There is a large sizable difference between men and women.
That seems like what that data would indicate and is pretty consistent with casual observation. On the other hand, those top 1% times look suspiciously slow to me. My wife's mile time is like a minute faster than that putative 1% and she's never particularly close to the top of local races. Maybe these are supposed to be the top 1% across the entire population, regardless of age or training? Hey @rae, where did the numbers come from? I'm not trying to be argumentative, I'm genuinely curious because I've previously had this conversation with people about where exactly I think I rank among runners in the general population and those numbers would imply that I'm much, much higher than I would have thought.

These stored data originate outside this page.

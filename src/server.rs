use axum::{
    Router,
    body::Body,
    extract::{Request, State},
    http::{Method, Response, StatusCode, header},
};
use std::sync::Arc;
use tokio::net::TcpListener;
use tokio::sync::Mutex;
use tokio::task::JoinHandle;
use tokio_util::sync::CancellationToken;
use tracing::{error, info};

use crate::config::{ProxyConfig, Settings, generate_nonce};
use crate::endpoint::EndpointProvider;
use crate::error::{ProxyError, Result};
use crate::handler::{AppState, handle_responses, json_error};

/// Liveness response for `GET /`.
const HELLO: &str = "Hello from LanguageModelServer";

/// Loopback-only HTTP server exposing the streaming Responses endpoint.
///
/// Owns the listener socket from `start()` until `stop()`. The bound port
/// is OS-assigned and the bearer nonce is generated once per instance;
/// both are immutable afterwards.
pub struct LanguageModelServer {
    settings: Settings,
    provider: Arc<dyn EndpointProvider>,
    running: Mutex<Option<Running>>,
}

struct Running {
    config: ProxyConfig,
    shutdown: CancellationToken,
    task: JoinHandle<()>,
}

impl LanguageModelServer {
    pub fn new(settings: Settings, provider: Arc<dyn EndpointProvider>) -> Self {
        Self {
            settings,
            provider,
            running: Mutex::new(None),
        }
    }

    /// Bind the loopback listener and begin serving. Idempotent: a second
    /// call returns the existing configuration.
    pub async fn start(&self) -> Result<ProxyConfig> {
        let mut running = self.running.lock().await;
        if let Some(running) = running.as_ref() {
            return Ok(running.config.clone());
        }

        self.settings.validate()?;

        let listener = TcpListener::bind("127.0.0.1:0").await?;
        let port = listener.local_addr()?.port();
        let config = ProxyConfig {
            port,
            nonce: generate_nonce(),
        };

        let state = Arc::new(AppState {
            config: config.clone(),
            settings: self.settings.clone(),
            provider: self.provider.clone(),
        });

        let shutdown = CancellationToken::new();
        let signal = shutdown.clone();
        let app = router(state);

        let task = tokio::spawn(async move {
            let serve = axum::serve(listener, app)
                .with_graceful_shutdown(async move { signal.cancelled().await });
            if let Err(e) = serve.await {
                error!("Server task failed: {}", e);
            }
        });

        info!(port, "Language model server listening on loopback");

        *running = Some(Running {
            config: config.clone(),
            shutdown,
            task,
        });

        Ok(config)
    }

    /// Close the listener. Safe to call repeatedly and from disposal paths.
    pub async fn stop(&self) {
        let Some(running) = self.running.lock().await.take() else {
            return;
        };

        running.shutdown.cancel();
        if running.task.await.is_err() {
            error!("Server task panicked during shutdown");
        }
        info!("Language model server stopped");
    }

    /// Immutable snapshot of the running configuration, if started.
    pub async fn config(&self) -> Result<ProxyConfig> {
        self.running
            .lock()
            .await
            .as_ref()
            .map(|r| r.config.clone())
            .ok_or_else(|| ProxyError::Internal("Server not started".to_string()))
    }
}

/// Build the request router. Routing is by method plus path against the
/// configured accepted-path set, so quirky variants like `//responses`
/// (trailing-slash base URL joined with an absolute path) work without
/// special-casing in the route table.
pub fn router(state: Arc<AppState>) -> Router {
    Router::new().fallback(route_request).with_state(state)
}

async fn route_request(State(state): State<Arc<AppState>>, request: Request) -> Response<Body> {
    let method = request.method().clone();
    let path = request.uri().path().to_string();

    // CORS preflight, for any path.
    if method == Method::OPTIONS {
        return Response::builder()
            .status(StatusCode::OK)
            .header(header::ACCESS_CONTROL_ALLOW_ORIGIN, "*")
            .header(header::ACCESS_CONTROL_ALLOW_METHODS, "GET, POST, OPTIONS")
            .header(header::ACCESS_CONTROL_ALLOW_HEADERS, "*")
            .body(Body::empty())
            .unwrap_or_else(|_| Response::new(Body::empty()));
    }

    if method == Method::GET && path == "/" {
        return Response::builder()
            .status(StatusCode::OK)
            .header(header::CONTENT_TYPE, "text/plain")
            .body(Body::from(HELLO))
            .unwrap_or_else(|_| Response::new(Body::empty()));
    }

    if method == Method::POST && state.settings.accepted_paths.contains(&path) {
        let (parts, body) = request.into_parts();

        // The full body is buffered before parsing. No size cap is imposed
        // here; loopback-only exposure is the current mitigation.
        let body = match axum::body::to_bytes(body, usize::MAX).await {
            Ok(body) => body,
            Err(e) => {
                error!("Failed to read request body: {}", e);
                return json_error(
                    StatusCode::INTERNAL_SERVER_ERROR,
                    "Failed to read request body",
                    Some(&e.to_string()),
                );
            }
        };

        return handle_responses(state, parts.headers, body).await;
    }

    json_error(StatusCode::NOT_FOUND, "Not found", None)
}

They looked suspiciously slow to me as well until I thought about it. I ran XC in high school and I usually hit the mile mark in a little over 6 minutes while pacing myself for 5k on a hilly course (hills take their toll because not only are you slower going up them but you have to pace yourself before you get to them and you're gassed coming off of them). Had I been running a straight mile on flat pavement I probably could have shaved a good 30 seconds off my time. My 5k times were usually in the low 20s and I never broke 20 minutes, which meant that I was barely good enough to qualify for varsity and my times never counted towards the team score.
But I ran all the time. Several years later, after a summer I spent almost entirely outside engaged in some form of athletic activity but during which I had made a pact with friends to never run unless it was one of three times reserved for emergencies, I decided to go back to the park where our XC meets were held and run a mile on flat pavement. I can't remember my exact time, but it was definitely over seven minutes and probably over eight. Long enough that I was disgusted with myself, despite otherwise being in close to the best shape of my life. A reasonably fit person who doesn't run all the time is going to have better times than an unfit person but it's going to be difficult for them to beat a person who actually trains, even if that person isn't really any good.
Now go to your nearest Wal-Mart and take a look at you average American. How many of these people do you think could run a mile in 6:30 or faster? Keep in mind that even reasonably fit teenagers probably won't hit this unless they run all the time (there were plenty of reasonably fit teenagers on my XC team who couldn't hit this even though they did run all the time). So while that number may seem ridiculous at first glance, it's at least plausible.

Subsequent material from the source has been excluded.